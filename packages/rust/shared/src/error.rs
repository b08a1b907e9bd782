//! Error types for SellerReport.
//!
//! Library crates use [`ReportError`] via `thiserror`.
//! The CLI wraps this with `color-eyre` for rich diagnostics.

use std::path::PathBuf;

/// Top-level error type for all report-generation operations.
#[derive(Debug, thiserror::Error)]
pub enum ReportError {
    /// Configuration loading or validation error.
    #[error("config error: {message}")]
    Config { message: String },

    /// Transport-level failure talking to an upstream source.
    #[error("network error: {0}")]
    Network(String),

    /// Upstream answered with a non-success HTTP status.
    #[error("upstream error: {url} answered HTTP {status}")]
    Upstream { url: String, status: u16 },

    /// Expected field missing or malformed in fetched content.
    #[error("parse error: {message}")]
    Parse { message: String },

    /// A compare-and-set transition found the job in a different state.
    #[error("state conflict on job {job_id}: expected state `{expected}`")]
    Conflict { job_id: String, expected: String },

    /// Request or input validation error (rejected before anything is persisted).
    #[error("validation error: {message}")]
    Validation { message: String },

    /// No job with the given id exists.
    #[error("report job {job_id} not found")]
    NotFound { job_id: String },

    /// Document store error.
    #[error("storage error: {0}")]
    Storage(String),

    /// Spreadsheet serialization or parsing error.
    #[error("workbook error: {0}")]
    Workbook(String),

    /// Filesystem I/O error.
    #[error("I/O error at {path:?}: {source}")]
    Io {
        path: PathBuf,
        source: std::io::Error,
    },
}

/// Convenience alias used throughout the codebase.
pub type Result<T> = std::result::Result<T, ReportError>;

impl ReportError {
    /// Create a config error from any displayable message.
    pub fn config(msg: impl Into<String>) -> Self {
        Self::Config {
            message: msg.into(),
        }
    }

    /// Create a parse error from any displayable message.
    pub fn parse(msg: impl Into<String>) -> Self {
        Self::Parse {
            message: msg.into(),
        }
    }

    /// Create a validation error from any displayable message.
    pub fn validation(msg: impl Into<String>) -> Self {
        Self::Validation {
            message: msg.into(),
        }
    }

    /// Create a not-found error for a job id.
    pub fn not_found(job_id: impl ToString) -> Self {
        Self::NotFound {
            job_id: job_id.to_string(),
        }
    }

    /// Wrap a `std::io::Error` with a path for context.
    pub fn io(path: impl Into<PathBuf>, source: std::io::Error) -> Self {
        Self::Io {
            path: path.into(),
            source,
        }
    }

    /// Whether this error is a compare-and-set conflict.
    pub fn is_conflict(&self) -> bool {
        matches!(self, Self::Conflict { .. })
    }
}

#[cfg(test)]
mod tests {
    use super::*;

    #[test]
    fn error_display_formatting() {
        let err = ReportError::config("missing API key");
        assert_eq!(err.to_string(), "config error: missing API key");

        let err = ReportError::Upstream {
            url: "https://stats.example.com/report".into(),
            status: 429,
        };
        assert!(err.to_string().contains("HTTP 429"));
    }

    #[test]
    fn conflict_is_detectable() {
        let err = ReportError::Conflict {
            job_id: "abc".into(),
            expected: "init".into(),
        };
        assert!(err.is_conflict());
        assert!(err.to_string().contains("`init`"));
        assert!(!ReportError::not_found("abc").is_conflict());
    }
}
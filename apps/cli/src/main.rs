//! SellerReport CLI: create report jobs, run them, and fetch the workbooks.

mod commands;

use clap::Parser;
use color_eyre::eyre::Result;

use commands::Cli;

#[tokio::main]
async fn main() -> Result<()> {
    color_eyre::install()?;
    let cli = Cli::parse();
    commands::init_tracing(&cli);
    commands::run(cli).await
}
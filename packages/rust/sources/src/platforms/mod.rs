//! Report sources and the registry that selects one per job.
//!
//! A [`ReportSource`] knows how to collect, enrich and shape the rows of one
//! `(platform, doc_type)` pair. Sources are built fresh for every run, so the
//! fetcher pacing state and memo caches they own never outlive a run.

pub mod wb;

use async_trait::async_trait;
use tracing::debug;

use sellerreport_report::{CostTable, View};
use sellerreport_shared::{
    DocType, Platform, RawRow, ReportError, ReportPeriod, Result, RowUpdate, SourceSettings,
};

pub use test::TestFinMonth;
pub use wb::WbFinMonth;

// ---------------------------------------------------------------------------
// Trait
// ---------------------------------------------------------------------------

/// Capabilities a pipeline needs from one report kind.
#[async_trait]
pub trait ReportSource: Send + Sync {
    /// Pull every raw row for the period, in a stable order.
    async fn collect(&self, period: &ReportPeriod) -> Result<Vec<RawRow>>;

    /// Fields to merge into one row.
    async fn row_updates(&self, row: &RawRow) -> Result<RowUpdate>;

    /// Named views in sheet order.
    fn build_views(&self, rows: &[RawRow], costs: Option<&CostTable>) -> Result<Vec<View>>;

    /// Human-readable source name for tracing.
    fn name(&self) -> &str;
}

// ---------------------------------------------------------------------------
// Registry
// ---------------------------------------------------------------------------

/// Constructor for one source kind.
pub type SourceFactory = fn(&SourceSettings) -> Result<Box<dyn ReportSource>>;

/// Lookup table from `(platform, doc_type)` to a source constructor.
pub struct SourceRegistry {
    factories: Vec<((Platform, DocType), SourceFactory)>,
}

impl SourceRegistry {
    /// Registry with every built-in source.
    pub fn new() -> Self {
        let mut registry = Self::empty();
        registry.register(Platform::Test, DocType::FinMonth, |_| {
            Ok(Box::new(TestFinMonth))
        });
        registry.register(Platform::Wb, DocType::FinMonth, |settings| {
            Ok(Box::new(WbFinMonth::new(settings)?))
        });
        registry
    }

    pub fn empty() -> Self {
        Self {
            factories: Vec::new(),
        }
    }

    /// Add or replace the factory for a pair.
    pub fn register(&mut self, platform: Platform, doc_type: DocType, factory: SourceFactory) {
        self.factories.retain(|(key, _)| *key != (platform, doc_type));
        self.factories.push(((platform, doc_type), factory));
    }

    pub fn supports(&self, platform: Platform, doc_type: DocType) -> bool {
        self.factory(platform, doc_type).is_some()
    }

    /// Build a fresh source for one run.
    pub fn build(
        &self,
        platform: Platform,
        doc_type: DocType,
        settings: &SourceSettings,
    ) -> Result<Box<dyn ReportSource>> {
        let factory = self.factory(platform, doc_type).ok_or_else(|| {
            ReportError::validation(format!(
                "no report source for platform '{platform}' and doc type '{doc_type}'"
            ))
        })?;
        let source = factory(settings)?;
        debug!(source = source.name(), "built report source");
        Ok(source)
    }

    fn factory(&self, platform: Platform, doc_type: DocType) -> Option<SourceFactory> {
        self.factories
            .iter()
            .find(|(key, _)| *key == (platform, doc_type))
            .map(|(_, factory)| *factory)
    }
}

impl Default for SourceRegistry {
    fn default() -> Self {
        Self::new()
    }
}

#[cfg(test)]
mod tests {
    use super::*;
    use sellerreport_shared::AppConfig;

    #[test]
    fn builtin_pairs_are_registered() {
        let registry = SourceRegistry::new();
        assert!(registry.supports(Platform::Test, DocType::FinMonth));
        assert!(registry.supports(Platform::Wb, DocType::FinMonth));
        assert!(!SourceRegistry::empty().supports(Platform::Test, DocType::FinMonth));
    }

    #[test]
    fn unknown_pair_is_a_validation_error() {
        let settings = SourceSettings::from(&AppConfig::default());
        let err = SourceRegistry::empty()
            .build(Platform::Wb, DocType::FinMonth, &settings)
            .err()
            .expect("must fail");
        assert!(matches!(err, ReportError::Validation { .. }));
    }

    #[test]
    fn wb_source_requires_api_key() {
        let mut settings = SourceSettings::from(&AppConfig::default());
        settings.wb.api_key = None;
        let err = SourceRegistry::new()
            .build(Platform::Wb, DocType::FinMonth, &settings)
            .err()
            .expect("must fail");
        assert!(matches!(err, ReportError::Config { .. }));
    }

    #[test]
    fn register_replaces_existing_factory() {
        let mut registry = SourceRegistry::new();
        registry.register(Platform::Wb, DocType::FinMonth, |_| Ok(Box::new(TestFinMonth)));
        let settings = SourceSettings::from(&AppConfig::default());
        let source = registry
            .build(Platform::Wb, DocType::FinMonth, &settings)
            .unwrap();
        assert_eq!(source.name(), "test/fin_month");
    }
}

▸ Problem statement: Starting with the first line of the listing, output each line exactly until you have included the one containing "throughout the codebase.".

▸ Result of this task:
filename packages/rust/shared/src/error.rs
repository b08a1b907e9bd782
//! Error types for SellerReport.
//!
//! Library crates use [`ReportError`] via `thiserror`.
//! The CLI wraps this with `color-eyre` for rich diagnostics.

use std::path::PathBuf;

/// Top-level error type for all report-generation operations.
#[derive(Debug, thiserror::Error)]
pub enum ReportError {
    /// Configuration loading or validation error.
    #[error("config error: {message}")]
    Config { message: String },

    /// Transport-level failure talking to an upstream source.
    #[error("network error: {0}")]
    Network(String),

    /// Upstream answered with a non-success HTTP status.
    #[error("upstream error: {url} answered HTTP {status}")]
    Upstream { url: String, status: u16 },

    /// Expected field missing or malformed in fetched content.
    #[error("parse error: {message}")]
    Parse { message: String },

    /// A compare-and-set transition found the job in a different state.
    #[error("state conflict on job {job_id}: expected state `{expected}`")]
    Conflict { job_id: String, expected: String },

    /// Request or input validation error (rejected before anything is persisted).
    #[error("validation error: {message}")]
    Validation { message: String },

    /// No job with the given id exists.
    #[error("report job {job_id} not found")]
    NotFound { job_id: String },

    /// Document store error.
    #[error("storage error: {0}")]
    Storage(String),

    /// Spreadsheet serialization or parsing error.
    #[error("workbook error: {0}")]
    Workbook(String),

    /// Filesystem I/O error.
    #[error("I/O error at {path:?}: {source}")]
    Io {
        path: PathBuf,
        source: std::io::Error,
    },
}

/// Convenience alias used throughout the codebase.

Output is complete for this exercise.